• Problem statement
Could you find every line in the entries below that holds the word "crate" and copy it?

• Entries taken from a collection
• • •
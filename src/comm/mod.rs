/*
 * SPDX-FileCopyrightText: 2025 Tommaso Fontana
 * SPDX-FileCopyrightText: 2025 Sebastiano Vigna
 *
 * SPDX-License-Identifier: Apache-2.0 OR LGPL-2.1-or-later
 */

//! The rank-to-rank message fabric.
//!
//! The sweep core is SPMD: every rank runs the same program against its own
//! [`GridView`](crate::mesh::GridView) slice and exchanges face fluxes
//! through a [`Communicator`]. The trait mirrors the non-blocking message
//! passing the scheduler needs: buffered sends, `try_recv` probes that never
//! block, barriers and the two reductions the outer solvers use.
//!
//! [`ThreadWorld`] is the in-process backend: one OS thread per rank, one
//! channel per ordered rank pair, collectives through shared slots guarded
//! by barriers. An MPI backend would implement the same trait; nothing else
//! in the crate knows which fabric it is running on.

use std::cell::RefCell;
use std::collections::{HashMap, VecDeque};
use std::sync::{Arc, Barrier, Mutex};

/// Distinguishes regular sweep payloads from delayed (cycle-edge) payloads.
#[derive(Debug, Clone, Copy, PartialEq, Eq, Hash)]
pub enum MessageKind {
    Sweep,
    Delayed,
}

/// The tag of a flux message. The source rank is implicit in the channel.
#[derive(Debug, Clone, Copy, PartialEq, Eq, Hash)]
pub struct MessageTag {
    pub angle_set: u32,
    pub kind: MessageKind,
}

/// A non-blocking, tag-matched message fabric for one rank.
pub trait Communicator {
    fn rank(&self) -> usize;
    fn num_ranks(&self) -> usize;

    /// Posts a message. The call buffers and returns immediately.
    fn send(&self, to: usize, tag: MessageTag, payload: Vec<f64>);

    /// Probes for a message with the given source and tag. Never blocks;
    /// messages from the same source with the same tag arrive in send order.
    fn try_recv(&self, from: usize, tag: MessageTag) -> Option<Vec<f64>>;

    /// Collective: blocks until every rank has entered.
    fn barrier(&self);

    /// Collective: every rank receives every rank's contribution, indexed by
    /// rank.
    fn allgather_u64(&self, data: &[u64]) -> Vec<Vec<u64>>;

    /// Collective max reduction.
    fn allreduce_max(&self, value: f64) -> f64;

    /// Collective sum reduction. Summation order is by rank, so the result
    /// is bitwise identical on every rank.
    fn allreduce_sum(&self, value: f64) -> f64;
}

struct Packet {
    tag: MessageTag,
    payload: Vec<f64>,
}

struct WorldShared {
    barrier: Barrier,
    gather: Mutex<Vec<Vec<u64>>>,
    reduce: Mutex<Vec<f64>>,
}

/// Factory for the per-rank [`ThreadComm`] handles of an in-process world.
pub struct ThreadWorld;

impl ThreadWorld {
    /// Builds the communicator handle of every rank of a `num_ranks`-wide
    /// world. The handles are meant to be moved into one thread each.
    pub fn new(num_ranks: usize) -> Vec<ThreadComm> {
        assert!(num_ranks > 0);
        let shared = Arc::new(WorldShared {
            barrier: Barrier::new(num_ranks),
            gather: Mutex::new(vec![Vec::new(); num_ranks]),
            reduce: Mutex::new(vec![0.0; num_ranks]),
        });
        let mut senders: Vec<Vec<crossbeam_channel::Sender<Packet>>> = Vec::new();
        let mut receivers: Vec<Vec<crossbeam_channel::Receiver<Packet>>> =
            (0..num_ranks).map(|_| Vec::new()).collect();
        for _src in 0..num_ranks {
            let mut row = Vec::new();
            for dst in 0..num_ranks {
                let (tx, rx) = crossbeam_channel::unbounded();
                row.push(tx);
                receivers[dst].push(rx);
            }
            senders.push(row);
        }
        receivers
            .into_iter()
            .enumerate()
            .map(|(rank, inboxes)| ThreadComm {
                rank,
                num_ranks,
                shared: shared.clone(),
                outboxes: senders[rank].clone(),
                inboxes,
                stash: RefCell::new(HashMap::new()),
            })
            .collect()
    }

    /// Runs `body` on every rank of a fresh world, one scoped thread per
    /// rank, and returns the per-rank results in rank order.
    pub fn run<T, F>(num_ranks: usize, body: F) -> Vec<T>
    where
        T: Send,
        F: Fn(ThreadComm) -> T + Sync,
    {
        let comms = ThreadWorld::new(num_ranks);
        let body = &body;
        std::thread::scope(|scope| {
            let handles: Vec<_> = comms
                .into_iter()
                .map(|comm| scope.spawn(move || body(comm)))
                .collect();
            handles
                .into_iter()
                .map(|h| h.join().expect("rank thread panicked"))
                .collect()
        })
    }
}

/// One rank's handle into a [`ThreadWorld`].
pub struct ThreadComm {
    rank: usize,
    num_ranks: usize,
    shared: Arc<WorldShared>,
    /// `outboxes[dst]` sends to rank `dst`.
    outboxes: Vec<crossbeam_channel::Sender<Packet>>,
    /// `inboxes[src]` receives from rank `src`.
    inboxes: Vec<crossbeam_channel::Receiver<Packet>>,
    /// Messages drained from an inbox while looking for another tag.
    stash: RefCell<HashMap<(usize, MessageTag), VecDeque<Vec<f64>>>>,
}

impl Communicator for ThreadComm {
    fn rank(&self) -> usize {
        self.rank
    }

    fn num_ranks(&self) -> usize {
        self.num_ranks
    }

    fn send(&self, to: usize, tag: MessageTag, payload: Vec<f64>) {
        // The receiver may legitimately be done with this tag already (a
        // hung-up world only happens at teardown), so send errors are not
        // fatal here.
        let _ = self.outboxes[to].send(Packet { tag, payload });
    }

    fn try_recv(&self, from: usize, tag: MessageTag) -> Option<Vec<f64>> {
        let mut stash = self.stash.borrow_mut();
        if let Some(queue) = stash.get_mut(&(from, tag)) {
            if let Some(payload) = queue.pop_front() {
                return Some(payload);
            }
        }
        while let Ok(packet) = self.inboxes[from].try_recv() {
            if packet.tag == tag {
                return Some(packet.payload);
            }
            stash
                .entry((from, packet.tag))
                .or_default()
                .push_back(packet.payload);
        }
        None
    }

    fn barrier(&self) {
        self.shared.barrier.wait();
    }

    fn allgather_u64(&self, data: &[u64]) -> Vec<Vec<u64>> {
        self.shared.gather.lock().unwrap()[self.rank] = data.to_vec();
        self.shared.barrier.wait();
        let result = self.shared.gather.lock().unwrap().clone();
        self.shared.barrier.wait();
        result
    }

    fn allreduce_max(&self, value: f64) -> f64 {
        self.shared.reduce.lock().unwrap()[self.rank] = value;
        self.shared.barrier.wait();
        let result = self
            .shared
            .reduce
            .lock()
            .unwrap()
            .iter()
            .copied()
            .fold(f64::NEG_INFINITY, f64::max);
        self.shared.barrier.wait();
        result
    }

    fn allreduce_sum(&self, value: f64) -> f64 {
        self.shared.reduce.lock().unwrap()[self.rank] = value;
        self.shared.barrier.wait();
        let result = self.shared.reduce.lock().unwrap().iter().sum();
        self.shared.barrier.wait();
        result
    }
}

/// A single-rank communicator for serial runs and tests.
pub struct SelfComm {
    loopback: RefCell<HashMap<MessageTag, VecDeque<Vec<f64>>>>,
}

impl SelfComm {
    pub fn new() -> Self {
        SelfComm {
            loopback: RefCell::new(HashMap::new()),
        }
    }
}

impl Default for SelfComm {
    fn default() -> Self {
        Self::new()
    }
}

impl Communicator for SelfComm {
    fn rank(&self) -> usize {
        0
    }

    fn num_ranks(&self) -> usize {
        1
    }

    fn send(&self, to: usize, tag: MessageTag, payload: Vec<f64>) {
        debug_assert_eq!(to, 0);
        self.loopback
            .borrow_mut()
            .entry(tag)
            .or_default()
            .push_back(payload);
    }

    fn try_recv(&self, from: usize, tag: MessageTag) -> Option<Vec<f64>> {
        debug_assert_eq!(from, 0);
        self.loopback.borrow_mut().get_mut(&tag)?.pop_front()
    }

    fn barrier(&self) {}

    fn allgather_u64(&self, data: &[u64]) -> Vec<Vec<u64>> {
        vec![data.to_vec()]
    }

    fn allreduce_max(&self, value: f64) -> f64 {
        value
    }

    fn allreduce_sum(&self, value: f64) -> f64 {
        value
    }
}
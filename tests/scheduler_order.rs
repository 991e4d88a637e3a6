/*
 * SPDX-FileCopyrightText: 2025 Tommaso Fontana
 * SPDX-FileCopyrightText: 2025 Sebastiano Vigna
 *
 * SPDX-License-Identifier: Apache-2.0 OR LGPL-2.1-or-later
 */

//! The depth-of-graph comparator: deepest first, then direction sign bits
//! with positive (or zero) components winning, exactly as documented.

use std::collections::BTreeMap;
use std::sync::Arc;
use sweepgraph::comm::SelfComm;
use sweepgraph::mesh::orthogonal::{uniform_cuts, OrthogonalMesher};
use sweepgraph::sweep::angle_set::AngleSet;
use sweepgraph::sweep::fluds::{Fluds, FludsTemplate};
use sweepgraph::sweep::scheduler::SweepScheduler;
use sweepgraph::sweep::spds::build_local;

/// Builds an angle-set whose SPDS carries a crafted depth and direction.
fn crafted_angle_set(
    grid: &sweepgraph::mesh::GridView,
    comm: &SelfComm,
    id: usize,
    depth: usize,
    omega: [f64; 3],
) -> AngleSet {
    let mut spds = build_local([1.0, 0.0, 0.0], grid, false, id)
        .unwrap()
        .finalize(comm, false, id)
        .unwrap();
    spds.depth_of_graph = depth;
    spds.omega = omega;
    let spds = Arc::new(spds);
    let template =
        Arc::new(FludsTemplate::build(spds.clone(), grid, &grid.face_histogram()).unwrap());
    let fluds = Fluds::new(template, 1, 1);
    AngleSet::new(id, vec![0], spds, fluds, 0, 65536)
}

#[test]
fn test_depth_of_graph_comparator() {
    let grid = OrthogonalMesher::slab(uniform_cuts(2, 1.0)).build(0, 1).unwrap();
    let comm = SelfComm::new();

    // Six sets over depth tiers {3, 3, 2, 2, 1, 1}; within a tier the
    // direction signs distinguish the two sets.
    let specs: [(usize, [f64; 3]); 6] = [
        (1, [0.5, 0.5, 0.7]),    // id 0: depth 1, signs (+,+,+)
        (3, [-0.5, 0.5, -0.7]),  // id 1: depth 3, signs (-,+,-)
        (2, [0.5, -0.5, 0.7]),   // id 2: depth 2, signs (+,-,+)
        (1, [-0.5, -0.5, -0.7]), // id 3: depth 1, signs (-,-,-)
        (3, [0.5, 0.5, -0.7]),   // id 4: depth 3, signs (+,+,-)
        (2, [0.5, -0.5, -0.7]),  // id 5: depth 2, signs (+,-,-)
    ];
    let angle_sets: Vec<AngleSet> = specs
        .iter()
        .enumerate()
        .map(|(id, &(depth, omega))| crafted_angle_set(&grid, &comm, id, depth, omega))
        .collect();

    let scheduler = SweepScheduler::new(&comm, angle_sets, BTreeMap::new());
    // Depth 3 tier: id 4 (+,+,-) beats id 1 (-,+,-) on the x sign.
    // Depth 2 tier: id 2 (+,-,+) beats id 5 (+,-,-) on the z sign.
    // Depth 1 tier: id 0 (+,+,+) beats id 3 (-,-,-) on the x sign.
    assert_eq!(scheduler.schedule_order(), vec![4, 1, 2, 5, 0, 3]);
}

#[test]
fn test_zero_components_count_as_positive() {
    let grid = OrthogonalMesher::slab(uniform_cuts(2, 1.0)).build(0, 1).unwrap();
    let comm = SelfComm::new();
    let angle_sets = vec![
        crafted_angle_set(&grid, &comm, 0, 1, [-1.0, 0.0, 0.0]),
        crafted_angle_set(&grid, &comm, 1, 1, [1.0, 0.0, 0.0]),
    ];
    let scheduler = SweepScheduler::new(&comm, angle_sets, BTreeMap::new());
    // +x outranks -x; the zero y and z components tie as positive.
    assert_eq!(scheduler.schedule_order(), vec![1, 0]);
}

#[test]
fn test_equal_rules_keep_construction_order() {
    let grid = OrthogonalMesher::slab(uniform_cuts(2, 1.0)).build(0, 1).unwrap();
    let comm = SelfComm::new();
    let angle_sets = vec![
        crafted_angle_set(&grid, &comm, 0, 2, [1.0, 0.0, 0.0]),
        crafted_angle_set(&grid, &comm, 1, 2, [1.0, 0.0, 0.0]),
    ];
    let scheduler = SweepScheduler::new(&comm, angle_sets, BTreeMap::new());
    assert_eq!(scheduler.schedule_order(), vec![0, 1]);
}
• • •
• Response to this task
//! [`GridView`](crate::mesh::GridView) slice and exchanges face fluxes
//! in the crate knows which fabric it is running on.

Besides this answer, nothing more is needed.